Knoxville Raceway is a semi-banked half-mile dirt oval raceway (zook clay) located at the Marion County Fairgrounds in Knoxville, Iowa. Races at the "Sprint Car Capital of the World" are held on Saturday nights from April through September each year. Some special events such as the Knoxville Nationals, 360 Knoxville Nationals and Late Model Knoxville Nationals are multi-day events. Weekly racing events at the track features multiple classes of sprint cars including 410 cubic inch, 360 cubic inch and Pro Sprints (previously 305 cubic inch). Each August, the Raceway holds the paramount sprint car event in the United States, the Knoxville Nationals. The track is governed by the 24-member fair board elected by Marion County residents.

==History==
The first weekly races were held at the Knoxville Raceway in 1954. After internal issues with the sanctioning body—the Southern Iowa Stock Car Racing Association—in 1956, Marion Robinson of Des Moines, Iowa was appointed as race promoter. During Robinson's tenure, the cars progressed from stock cars to modifieds to supermodifieds to sprint cars. Robinson created what would become the Knoxville Nationals in 1961. The event took place over two days and featured a $5,000 purse where today it is now nearly one million dollars.

===Timeline===
- 1878 – Race track is built for horse racing.
- 1901 – First automobile race staged with 2 cars owned by Well's Manufacturing and Tone's Spices Co.
- 1914 – First race.
- 1917 – Old wooden grandstand was built (2,000 capacity).

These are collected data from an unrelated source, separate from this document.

//! Domain events for ownership ingestion
//!
//! Each ingestion run keeps an ordered log of what it changed and what it
//! had to skip. The log is returned with the run's result.

use chrono::{DateTime, Utc};
use serde::{Deserialize, Serialize};

use super::identifier::OrgNumber;
use super::lifecycle::PromotionTrigger;

/// Events that can occur during ingestion
#[derive(Debug, Clone, Serialize, Deserialize)]
#[serde(tag = "event_type", rename_all = "snake_case")]
pub enum IngestionEvent {
    /// A minimal entity record was created
    EntityCreated {
        entity_id: OrgNumber,
        name: String,
        timestamp: DateTime<Utc>,
    },
    /// Extracted attributes were merged into an entity
    EntityEnriched {
        entity_id: OrgNumber,
        timestamp: DateTime<Utc>,
    },
    /// An entity gained the fund marker
    EntityPromoted {
        entity_id: OrgNumber,
        trigger: String,
        timestamp: DateTime<Utc>,
    },
    /// An ownership edge was written
    EdgeRecorded {
        owner_id: OrgNumber,
        target_id: OrgNumber,
        share_percentage: Option<f64>,
        timestamp: DateTime<Utc>,
    },
    /// A holding or investor candidate could not be used
    CandidateSkipped {
        source_id: OrgNumber,
        candidate: String,
        reason: String,
        timestamp: DateTime<Utc>,
    },
    /// An investor was linked as owner
    InvestorLinked {
        investor_id: OrgNumber,
        target_id: OrgNumber,
        timestamp: DateTime<Utc>,
    },
    /// A collaborator timed out or failed; the step continued without it
    CollaboratorDegraded {
        service: String,
        entity_id: Option<OrgNumber>,
        reason: String,
        timestamp: DateTime<Utc>,
    },
}

impl IngestionEvent {
    pub fn timestamp(&self) -> DateTime<Utc> {
        match self {
            Self::EntityCreated { timestamp, .. }
            | Self::EntityEnriched { timestamp, .. }
            | Self::EntityPromoted { timestamp, .. }
            | Self::EdgeRecorded { timestamp, .. }
            | Self::CandidateSkipped { timestamp, .. }
            | Self::InvestorLinked { timestamp, .. }
            | Self::CollaboratorDegraded { timestamp, .. } => *timestamp,
        }
    }

    pub fn event_type_name(&self) -> &'static str {
        match self {
            Self::EntityCreated { .. } => "entity_created",
            Self::EntityEnriched { .. } => "entity_enriched",
            Self::EntityPromoted { .. } => "entity_promoted",
            Self::EdgeRecorded { .. } => "edge_recorded",
            Self::CandidateSkipped { .. } => "candidate_skipped",
            Self::InvestorLinked { .. } => "investor_linked",
            Self::CollaboratorDegraded { .. } => "collaborator_degraded",
        }
    }

    pub fn entity_created(entity_id: &OrgNumber, name: impl Into<String>) -> Self {
        Self::EntityCreated {
            entity_id: entity_id.clone(),
            name: name.into(),
            timestamp: Utc::now(),
        }
    }

    pub fn entity_enriched(entity_id: &OrgNumber) -> Self {
        Self::EntityEnriched {
            entity_id: entity_id.clone(),
            timestamp: Utc::now(),
        }
    }

    pub fn entity_promoted(entity_id: &OrgNumber, trigger: PromotionTrigger) -> Self {
        Self::EntityPromoted {
            entity_id: entity_id.clone(),
            trigger: trigger.as_str().to_string(),
            timestamp: Utc::now(),
        }
    }

    pub fn edge_recorded(owner_id: &OrgNumber, target_id: &OrgNumber, share: Option<f64>) -> Self {
        Self::EdgeRecorded {
            owner_id: owner_id.clone(),
            target_id: target_id.clone(),
            share_percentage: share,
            timestamp: Utc::now(),
        }
    }

    pub fn candidate_skipped(
        source_id: &OrgNumber,
        candidate: impl Into<String>,
        reason: impl Into<String>,
    ) -> Self {
        Self::CandidateSkipped {
            source_id: source_id.clone(),
            candidate: candidate.into(),
            reason: reason.into(),
            timestamp: Utc::now(),
        }
    }

    pub fn investor_linked(investor_id: &OrgNumber, target_id: &OrgNumber) -> Self {
        Self::InvestorLinked {
            investor_id: investor_id.clone(),
            target_id: target_id.clone(),
            timestamp: Utc::now(),
        }
    }

    pub fn collaborator_degraded(
        service: impl Into<String>,
        entity_id: Option<&OrgNumber>,
        reason: impl Into<String>,
    ) -> Self {
        Self::CollaboratorDegraded {
            service: service.into(),
            entity_id: entity_id.cloned(),
            reason: reason.into(),
            timestamp: Utc::now(),
        }
    }
}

- Until late 1930s: Infield is used for Knoxville high school football games.
- 1950–1954 – Stock car racing becomes popular after WWII and a few races per year are sanctioned by Newton Stock Car Association.
- 1954 – Weekly racing begins. Banking, fencing, and lights are added to the track.
- 1955 – Weekly racing sanctioned under the Oskaloosa's Southern Iowa Stock Car Racing Association.
- 1956 – Marion County Fair Board begins sanctioning its own racing and hires Marion Robinson as race promoter.
- 1959 – Wooden bleachers were added to the west of existing grandstand. (5,000)
- 1961 – First Knoxville Nationals held, and won by Roy Robbins.
- 1969 – Wood grandstand was razed.
- 1970 – New steel and aluminum grandstand. (8,139 seats)
- 1974 – Promoter Marion Robinson leaves May 1974.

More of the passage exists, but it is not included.